Saved data entries:

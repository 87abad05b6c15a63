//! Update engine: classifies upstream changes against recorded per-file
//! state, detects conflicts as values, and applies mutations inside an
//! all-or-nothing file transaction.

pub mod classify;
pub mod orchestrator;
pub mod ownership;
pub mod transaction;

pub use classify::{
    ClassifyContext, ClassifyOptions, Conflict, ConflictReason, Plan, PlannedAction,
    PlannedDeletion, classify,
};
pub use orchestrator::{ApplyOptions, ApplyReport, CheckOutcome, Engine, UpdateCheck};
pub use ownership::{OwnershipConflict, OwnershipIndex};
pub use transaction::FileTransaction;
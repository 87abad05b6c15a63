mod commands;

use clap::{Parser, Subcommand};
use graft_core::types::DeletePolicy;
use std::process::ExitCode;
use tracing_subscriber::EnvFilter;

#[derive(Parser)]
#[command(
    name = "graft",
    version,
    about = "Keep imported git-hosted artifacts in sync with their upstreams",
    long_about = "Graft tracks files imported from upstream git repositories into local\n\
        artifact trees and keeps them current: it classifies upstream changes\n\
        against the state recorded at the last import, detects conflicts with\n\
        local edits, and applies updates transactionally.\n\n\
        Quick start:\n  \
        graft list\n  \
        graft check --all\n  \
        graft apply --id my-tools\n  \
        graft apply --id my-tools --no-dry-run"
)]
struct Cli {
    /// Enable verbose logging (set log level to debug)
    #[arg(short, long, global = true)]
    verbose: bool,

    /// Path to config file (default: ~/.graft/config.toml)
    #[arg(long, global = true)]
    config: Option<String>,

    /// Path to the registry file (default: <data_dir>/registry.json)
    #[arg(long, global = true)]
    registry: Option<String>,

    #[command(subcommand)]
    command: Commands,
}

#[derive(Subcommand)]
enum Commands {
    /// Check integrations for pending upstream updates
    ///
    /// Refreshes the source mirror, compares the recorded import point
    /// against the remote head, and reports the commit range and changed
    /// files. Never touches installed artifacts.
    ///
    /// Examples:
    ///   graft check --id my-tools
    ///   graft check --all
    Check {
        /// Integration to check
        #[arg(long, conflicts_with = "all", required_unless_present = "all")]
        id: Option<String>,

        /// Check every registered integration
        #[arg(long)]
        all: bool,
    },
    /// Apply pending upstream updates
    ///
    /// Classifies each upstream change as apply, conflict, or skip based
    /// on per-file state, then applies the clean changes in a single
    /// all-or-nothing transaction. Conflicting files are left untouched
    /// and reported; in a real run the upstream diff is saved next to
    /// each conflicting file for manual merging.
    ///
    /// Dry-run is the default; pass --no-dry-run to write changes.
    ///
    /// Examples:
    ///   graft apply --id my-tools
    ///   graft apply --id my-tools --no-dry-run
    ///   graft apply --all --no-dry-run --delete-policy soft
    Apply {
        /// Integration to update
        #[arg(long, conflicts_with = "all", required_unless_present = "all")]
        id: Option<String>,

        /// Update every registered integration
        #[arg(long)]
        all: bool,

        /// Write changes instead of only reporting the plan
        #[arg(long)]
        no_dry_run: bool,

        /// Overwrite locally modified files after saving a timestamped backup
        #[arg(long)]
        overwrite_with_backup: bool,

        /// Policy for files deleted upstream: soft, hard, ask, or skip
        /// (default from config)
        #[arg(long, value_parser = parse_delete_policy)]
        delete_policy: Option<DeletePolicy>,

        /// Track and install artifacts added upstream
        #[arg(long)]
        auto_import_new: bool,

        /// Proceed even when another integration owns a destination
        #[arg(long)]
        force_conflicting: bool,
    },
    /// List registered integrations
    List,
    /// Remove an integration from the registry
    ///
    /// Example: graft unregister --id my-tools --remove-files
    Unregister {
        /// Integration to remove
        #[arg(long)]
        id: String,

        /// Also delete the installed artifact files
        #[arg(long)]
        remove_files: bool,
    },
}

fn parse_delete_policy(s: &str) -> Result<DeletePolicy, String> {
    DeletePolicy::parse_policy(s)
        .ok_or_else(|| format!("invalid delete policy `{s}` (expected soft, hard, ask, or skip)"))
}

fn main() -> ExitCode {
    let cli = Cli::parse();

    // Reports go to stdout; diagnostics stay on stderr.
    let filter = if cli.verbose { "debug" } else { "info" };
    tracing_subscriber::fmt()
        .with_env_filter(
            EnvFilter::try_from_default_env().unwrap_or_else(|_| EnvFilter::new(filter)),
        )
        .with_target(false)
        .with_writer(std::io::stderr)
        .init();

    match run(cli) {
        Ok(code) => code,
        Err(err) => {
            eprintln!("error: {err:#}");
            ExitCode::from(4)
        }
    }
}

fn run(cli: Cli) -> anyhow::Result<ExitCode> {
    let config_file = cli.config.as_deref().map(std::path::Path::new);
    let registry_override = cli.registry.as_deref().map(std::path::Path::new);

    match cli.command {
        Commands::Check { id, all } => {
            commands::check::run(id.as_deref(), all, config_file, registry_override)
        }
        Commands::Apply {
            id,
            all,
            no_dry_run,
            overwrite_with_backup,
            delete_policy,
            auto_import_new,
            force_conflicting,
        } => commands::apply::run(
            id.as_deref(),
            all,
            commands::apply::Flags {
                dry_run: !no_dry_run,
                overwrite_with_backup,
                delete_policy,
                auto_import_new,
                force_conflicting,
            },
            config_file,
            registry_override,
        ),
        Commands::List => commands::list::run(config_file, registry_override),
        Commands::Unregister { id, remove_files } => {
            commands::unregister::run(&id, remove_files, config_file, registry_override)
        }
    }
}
==
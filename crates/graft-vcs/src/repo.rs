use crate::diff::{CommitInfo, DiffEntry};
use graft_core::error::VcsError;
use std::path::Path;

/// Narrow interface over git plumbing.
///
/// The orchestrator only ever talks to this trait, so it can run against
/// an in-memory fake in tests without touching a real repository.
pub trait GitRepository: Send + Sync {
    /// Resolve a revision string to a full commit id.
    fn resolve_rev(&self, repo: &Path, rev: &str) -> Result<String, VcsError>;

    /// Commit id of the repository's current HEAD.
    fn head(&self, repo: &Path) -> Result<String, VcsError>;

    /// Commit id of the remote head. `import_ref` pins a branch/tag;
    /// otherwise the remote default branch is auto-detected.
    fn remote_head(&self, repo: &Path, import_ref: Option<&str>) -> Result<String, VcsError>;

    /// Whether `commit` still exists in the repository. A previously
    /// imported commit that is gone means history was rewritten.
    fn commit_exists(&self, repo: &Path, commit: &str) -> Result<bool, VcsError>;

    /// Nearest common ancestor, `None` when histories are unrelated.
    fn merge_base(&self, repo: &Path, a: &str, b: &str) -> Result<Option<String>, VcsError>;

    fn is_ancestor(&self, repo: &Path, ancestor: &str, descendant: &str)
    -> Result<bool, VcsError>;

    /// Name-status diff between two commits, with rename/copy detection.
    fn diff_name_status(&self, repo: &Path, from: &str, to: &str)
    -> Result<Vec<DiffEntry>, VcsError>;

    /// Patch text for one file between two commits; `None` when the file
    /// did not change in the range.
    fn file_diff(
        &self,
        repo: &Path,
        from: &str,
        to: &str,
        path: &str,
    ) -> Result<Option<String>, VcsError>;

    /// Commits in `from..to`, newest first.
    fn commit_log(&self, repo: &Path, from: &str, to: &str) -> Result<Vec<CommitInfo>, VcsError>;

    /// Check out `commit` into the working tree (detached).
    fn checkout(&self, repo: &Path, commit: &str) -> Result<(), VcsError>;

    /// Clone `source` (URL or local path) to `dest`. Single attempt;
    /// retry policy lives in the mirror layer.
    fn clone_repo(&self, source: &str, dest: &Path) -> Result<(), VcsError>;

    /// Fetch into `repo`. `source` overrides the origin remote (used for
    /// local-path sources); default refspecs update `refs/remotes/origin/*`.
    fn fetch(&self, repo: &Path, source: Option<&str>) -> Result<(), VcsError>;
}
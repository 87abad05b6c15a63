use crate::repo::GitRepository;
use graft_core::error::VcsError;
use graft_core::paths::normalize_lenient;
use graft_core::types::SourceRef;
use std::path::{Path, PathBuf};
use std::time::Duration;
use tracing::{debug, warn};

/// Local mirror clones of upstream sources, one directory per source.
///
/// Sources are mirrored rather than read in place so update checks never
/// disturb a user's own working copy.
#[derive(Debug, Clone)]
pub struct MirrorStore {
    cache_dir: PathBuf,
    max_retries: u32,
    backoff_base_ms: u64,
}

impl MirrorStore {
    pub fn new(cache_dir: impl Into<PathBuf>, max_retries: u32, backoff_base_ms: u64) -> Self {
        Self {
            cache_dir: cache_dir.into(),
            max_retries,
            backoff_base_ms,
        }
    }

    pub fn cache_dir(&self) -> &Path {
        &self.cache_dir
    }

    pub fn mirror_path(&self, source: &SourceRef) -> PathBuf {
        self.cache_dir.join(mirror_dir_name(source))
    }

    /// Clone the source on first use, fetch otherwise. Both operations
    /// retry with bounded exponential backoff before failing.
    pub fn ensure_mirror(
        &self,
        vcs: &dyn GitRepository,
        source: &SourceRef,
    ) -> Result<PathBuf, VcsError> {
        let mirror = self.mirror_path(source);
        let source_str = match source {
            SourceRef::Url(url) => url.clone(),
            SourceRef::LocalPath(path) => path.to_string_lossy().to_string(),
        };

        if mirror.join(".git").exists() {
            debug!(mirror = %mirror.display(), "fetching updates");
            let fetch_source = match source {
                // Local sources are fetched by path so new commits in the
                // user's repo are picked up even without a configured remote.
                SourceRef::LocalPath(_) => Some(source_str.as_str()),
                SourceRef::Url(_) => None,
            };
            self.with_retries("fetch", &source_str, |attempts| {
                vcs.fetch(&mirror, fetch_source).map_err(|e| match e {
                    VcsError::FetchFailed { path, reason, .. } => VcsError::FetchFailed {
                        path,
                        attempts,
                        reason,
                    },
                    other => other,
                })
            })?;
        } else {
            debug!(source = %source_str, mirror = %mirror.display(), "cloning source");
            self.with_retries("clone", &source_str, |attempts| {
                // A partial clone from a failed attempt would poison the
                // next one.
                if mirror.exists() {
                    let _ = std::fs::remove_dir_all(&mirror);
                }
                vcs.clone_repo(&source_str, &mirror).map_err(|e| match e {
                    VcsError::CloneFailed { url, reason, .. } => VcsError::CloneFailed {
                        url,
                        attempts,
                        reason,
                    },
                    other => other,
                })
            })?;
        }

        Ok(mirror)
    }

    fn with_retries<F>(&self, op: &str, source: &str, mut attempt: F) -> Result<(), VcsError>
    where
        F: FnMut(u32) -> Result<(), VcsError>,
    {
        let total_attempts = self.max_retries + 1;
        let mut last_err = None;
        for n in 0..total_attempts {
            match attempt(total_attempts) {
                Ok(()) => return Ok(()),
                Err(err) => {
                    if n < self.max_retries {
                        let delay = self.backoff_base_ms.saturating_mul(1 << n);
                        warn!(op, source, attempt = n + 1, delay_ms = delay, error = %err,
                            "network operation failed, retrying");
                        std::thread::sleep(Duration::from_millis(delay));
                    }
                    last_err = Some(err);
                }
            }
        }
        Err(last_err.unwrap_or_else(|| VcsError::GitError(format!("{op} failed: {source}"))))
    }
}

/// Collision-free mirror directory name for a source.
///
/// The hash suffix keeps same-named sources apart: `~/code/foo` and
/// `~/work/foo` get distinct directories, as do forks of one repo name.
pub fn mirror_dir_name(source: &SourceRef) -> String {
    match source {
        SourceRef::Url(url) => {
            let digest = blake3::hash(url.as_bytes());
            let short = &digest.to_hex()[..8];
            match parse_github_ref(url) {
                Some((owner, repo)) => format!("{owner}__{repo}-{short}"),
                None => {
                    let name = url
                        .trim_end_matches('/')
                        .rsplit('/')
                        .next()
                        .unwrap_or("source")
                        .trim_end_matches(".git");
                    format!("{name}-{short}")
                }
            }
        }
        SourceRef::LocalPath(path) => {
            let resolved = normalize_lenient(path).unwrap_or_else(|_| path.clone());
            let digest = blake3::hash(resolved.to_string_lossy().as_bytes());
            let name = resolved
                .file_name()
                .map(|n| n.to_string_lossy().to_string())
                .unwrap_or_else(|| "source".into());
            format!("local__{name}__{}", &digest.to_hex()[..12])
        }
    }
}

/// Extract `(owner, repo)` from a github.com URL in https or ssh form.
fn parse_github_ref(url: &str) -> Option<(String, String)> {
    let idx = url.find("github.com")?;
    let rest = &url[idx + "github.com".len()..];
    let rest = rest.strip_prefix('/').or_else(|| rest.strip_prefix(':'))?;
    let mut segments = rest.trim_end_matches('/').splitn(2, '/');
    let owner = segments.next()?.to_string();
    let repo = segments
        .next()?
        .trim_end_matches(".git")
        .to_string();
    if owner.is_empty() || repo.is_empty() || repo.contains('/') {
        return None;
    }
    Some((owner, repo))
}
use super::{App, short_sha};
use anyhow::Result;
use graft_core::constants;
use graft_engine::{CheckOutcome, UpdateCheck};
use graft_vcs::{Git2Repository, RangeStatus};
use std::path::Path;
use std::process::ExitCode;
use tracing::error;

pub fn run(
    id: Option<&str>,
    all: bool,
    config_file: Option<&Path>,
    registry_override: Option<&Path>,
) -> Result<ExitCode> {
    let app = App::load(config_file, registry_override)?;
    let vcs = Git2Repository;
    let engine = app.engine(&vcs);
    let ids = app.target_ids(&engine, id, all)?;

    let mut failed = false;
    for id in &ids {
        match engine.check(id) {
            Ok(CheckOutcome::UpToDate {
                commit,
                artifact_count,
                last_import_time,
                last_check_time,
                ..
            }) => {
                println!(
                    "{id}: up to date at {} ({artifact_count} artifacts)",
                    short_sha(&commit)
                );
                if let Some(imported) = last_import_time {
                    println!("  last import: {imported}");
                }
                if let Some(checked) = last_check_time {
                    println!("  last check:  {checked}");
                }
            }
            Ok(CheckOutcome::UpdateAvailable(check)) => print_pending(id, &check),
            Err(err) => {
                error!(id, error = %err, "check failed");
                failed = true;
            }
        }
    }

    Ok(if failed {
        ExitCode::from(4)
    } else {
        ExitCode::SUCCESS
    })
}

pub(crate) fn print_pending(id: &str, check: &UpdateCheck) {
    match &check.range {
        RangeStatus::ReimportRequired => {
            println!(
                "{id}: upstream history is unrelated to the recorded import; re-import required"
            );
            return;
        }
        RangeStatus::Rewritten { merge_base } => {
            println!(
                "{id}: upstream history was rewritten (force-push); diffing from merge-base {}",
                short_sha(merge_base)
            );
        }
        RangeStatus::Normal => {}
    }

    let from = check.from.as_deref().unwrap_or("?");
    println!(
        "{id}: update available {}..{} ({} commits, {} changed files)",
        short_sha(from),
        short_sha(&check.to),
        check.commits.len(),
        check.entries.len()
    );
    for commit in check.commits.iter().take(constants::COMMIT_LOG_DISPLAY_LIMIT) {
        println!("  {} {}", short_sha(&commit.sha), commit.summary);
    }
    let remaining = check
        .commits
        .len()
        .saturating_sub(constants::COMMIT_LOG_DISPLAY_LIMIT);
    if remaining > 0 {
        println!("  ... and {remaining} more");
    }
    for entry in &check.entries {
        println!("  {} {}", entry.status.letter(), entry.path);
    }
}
...
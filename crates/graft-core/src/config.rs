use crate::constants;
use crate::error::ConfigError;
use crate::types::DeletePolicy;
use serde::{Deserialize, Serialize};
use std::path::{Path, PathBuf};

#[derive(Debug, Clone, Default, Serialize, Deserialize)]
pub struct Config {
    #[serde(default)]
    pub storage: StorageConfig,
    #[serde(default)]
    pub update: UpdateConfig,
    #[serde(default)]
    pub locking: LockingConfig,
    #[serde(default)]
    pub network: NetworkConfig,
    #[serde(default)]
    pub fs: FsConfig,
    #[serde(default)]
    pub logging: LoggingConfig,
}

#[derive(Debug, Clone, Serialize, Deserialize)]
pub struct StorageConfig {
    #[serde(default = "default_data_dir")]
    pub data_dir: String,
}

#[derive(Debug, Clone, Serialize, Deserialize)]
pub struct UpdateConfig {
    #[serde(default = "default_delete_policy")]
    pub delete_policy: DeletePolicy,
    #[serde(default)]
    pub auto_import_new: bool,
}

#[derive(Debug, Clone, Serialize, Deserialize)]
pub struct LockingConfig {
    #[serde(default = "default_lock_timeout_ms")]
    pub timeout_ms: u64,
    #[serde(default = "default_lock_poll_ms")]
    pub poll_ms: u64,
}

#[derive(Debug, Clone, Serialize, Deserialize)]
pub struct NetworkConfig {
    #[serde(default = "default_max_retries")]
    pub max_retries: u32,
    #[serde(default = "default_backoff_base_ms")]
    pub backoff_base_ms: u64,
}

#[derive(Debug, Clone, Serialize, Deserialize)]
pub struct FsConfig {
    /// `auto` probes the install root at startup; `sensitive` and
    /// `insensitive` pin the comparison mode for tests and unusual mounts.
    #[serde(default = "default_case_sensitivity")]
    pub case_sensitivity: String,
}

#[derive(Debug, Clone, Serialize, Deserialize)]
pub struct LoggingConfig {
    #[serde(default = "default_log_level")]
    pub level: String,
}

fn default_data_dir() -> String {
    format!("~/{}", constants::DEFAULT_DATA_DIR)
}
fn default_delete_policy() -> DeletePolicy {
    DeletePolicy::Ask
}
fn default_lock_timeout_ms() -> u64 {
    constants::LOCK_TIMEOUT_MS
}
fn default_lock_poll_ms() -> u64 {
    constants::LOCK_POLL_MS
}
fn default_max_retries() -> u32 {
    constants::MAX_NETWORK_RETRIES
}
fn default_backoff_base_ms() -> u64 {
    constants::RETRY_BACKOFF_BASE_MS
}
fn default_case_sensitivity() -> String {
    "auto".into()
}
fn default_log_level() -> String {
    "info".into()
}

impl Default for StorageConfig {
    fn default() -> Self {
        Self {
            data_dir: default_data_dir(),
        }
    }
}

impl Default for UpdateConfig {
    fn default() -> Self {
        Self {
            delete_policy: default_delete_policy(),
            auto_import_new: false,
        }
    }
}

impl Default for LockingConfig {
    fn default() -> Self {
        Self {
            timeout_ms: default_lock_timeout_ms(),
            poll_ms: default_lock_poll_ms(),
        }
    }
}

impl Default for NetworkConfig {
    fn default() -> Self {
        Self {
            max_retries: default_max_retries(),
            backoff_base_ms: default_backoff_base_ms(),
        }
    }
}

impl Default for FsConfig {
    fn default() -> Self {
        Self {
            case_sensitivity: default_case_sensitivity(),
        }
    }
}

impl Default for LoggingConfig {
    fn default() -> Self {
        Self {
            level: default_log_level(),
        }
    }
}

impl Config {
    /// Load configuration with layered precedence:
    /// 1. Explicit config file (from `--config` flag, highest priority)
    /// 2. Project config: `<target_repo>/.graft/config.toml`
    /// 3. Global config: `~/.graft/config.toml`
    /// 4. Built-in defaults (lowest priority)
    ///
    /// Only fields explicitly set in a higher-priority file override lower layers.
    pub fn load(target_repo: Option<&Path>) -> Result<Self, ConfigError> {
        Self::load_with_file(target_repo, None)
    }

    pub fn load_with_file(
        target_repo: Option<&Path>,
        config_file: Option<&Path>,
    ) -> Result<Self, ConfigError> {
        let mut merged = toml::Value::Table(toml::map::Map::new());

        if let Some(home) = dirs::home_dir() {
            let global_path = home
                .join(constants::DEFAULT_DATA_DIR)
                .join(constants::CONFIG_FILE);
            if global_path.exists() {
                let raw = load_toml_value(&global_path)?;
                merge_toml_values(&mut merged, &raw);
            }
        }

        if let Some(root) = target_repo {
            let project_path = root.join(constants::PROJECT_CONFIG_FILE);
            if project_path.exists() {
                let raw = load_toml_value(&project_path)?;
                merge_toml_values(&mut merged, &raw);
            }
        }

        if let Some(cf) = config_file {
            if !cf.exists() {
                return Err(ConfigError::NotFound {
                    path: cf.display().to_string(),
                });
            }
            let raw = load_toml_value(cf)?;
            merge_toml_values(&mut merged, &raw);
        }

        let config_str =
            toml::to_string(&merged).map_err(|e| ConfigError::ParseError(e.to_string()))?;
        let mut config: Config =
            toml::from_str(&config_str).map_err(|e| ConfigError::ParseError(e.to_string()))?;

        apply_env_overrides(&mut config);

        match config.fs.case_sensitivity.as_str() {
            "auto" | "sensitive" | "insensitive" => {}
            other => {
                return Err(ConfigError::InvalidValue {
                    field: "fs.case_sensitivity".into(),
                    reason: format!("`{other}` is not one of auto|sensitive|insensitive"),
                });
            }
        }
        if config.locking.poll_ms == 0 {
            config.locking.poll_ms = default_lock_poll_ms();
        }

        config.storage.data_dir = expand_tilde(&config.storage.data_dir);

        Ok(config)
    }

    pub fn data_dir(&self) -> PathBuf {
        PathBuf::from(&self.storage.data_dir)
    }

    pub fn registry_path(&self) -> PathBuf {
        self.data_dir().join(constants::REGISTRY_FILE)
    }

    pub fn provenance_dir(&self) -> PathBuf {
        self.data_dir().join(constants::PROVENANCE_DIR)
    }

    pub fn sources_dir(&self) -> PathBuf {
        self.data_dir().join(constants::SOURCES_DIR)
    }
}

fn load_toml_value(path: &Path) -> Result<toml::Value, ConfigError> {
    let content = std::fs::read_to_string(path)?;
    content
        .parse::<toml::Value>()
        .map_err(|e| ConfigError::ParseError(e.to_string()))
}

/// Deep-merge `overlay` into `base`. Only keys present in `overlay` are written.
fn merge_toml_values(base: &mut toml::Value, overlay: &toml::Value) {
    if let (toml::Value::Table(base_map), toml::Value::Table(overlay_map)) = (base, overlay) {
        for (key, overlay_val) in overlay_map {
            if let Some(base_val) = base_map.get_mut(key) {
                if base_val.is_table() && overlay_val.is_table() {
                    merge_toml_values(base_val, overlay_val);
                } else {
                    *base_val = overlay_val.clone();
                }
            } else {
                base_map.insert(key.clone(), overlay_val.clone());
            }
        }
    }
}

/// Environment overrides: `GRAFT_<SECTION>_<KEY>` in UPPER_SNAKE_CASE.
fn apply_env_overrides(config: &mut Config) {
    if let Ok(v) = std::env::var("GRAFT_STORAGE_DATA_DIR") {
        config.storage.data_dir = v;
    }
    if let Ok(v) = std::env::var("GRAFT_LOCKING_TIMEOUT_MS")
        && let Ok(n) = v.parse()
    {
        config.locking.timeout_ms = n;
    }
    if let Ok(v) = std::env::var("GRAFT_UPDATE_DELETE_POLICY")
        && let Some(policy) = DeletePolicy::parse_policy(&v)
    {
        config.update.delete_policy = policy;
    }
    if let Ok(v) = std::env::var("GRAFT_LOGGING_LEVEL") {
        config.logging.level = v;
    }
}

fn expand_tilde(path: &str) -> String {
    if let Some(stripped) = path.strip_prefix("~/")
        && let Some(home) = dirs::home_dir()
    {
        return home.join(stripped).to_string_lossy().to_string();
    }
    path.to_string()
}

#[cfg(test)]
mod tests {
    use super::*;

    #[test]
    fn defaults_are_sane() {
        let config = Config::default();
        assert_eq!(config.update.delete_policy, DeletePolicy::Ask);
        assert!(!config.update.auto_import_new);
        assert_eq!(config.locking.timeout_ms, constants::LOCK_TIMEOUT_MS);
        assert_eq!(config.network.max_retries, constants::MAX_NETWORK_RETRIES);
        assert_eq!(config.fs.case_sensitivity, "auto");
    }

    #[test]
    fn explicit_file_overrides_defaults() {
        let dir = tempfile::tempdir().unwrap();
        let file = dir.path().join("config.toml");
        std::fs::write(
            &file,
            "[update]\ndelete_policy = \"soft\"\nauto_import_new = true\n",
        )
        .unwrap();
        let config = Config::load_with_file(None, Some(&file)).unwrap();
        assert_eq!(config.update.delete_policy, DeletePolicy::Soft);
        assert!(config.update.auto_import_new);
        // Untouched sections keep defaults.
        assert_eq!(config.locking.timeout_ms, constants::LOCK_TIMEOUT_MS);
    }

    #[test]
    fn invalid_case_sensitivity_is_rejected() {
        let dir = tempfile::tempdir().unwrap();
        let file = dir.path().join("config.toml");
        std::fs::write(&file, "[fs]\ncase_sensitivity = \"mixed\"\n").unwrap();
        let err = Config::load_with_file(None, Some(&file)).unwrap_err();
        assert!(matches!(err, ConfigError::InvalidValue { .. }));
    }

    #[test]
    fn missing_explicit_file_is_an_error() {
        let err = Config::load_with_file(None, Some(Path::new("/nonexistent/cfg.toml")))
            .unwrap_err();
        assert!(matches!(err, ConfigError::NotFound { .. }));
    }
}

AIM OF THE EXERCISE: For the string "format", search the preceding data and copy every line that includes it.

SOLUTION FOR THIS TASK:
        .ok_or_else(|| format!("invalid delete policy `{s}` (expected soft, hard, ask, or skip)"))
        Err(last_err.unwrap_or_else(|| VcsError::GitError(format!("{op} failed: {source}"))))
                Some((owner, repo)) => format!("{owner}__{repo}-{short}"),
                    format!("{name}-{short}")
            format!("local__{name}__{}", &digest.to_hex()[..12])
    format!("~/{}", constants::DEFAULT_DATA_DIR)
                    reason: format!("`{other}` is not one of auto|sensitive|insensitive"),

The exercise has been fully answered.